| SUPPLIED MATERIAL |
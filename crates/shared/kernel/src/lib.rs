//! Kernel utilities shared by the service binary.
//! Keep this crate lightweight: configuration loading and validation, plus the HTTP surface
//! (behind the `server` feature).
//!
//! ## Config loading
//! ```rust,no_run
//! use fc_kernel::config::{load_config, validate_config};
//! use fc_kernel::domain::config::ApiConfig;
//!
//! let mut cfg: ApiConfig = load_config(Some("faceclaimer.toml")).unwrap();
//! validate_config(&mut cfg).unwrap();
//! ```
pub mod config;
#[cfg(feature = "server")]
pub mod server;

pub use fc_domain as domain;
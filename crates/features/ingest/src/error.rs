use fc_storage::StorageError;
use std::borrow::Cow;

/// Error types specific to image ingestion.
#[fc_derive::fc_error]
pub enum IngestError {
    #[error("Invalid image URL{}: {message}", format_context(.context))]
    InvalidUrl { message: Cow<'static, str>, context: Option<Cow<'static, str>> },

    #[error("Invalid quality{}: {message}", format_context(.context))]
    InvalidQuality { message: Cow<'static, str>, context: Option<Cow<'static, str>> },

    /// Transport failure, including the request timeout.
    #[error("Image download failed{}: {source}", format_context(.context))]
    Fetch { source: reqwest::Error, context: Option<Cow<'static, str>> },

    /// The remote answered with anything but `200 OK`.
    #[error("Image download failed{}: {message}", format_context(.context))]
    FetchStatus { message: Cow<'static, str>, context: Option<Cow<'static, str>> },

    #[error("Image decoding failed{}: {source}", format_context(.context))]
    Decode { source: image::ImageError, context: Option<Cow<'static, str>> },

    #[error("Image encoding failed{}: {message}", format_context(.context))]
    Encode { message: Cow<'static, str>, context: Option<Cow<'static, str>> },

    #[error("{source}")]
    Storage { source: StorageError, context: Option<Cow<'static, str>> },

    /// Internal fallback for unexpected issues or logic errors.
    #[error("Internal ingestion error{}: {message}", format_context(.context))]
    Internal { message: Cow<'static, str>, context: Option<Cow<'static, str>> },
}
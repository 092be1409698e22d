use crate::constants::{DEFAULT_IMAGES_DIR, DEFAULT_LOG_LEVEL, DEFAULT_PORT, DEFAULT_QUALITY};
use serde::Deserialize;
use std::net::{IpAddr, Ipv4Addr};
use std::ops::{Deref, DerefMut};
use std::path::PathBuf;
use std::sync::Arc;

/// Top-level service configuration.
#[derive(Default, Debug, Clone, Deserialize)]
#[serde(default)]
pub struct ApiConfigInner {
    pub server: ServerConfig,
    pub storage: StorageConfig,
    pub logging: LoggingConfig,
}

/// Thin Arc-wrapped config for inexpensive cloning into subsystems.
#[derive(Default, Debug, Clone, Deserialize)]
pub struct ApiConfig {
    #[serde(flatten, default)]
    inner: Arc<ApiConfigInner>,
}

impl Deref for ApiConfig {
    type Target = ApiConfigInner;

    fn deref(&self) -> &Self::Target {
        &self.inner
    }
}

impl DerefMut for ApiConfig {
    fn deref_mut(&mut self) -> &mut ApiConfigInner {
        Arc::make_mut(&mut self.inner)
    }
}

impl From<ApiConfigInner> for ApiConfig {
    fn from(inner: ApiConfigInner) -> Self {
        Self { inner: Arc::new(inner) }
    }
}

/// HTTP server configuration.
#[derive(Debug, Clone, Deserialize)]
#[serde(default)]
pub struct ServerConfig {
    pub address: IpAddr,
    pub port: u16,
    pub ssl: Option<SslConfig>,
}

/// TLS certificate/key paths.
#[derive(Debug, Clone, Deserialize)]
#[serde(default)]
pub struct SslConfig {
    pub cert: PathBuf,
    pub key: PathBuf,
}

/// Image store settings.
#[derive(Debug, Clone, Deserialize)]
#[serde(default)]
pub struct StorageConfig {
    /// Root directory of the stored images. Must exist.
    pub images_dir: PathBuf,
    /// Public URL prefix under which `images_dir` is served. Required.
    pub base_url: String,
    /// WebP quality, 1 to 100.
    pub quality: u8,
}

impl StorageConfig {
    /// Public URL of a stored object: the base URL without surrounding slashes, a `/`, then
    /// the relative path.
    ///
    /// ```rust
    /// use fc_domain::config::StorageConfig;
    ///
    /// let cfg = StorageConfig { base_url: "https://img.example.com/".into(), ..Default::default() };
    /// assert_eq!(cfg.public_url("a/b.webp"), "https://img.example.com/a/b.webp");
    /// ```
    #[must_use]
    pub fn public_url(&self, relative: &str) -> String {
        format!("{}/{relative}", self.base_url.trim_matches('/'))
    }
}

/// Log output settings.
#[derive(Debug, Clone, Deserialize)]
#[serde(default)]
pub struct LoggingConfig {
    /// Default filter directive, overridden by `RUST_LOG`.
    pub level: String,
    /// Writes daily-rotated log files here in addition to the console.
    pub directory: Option<PathBuf>,
    /// JSON lines instead of human-readable output.
    pub json: bool,
}

// --- Default ---

impl Default for ServerConfig {
    fn default() -> Self {
        Self { address: IpAddr::V4(Ipv4Addr::UNSPECIFIED), port: DEFAULT_PORT, ssl: None }
    }
}

impl Default for SslConfig {
    fn default() -> Self {
        Self { cert: PathBuf::from("cert.pem"), key: PathBuf::from("key.pem") }
    }
}

impl Default for StorageConfig {
    fn default() -> Self {
        Self {
            images_dir: PathBuf::from(DEFAULT_IMAGES_DIR),
            base_url: String::new(),
            quality: DEFAULT_QUALITY,
        }
    }
}

impl Default for LoggingConfig {
    fn default() -> Self {
        Self { level: DEFAULT_LOG_LEVEL.to_owned(), directory: None, json: false }
    }
}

| YOUR OBJECTIVE |
Please give the number of lines above that include the string "ServerConfig", with nothing added.

| RESULT BELOW |
3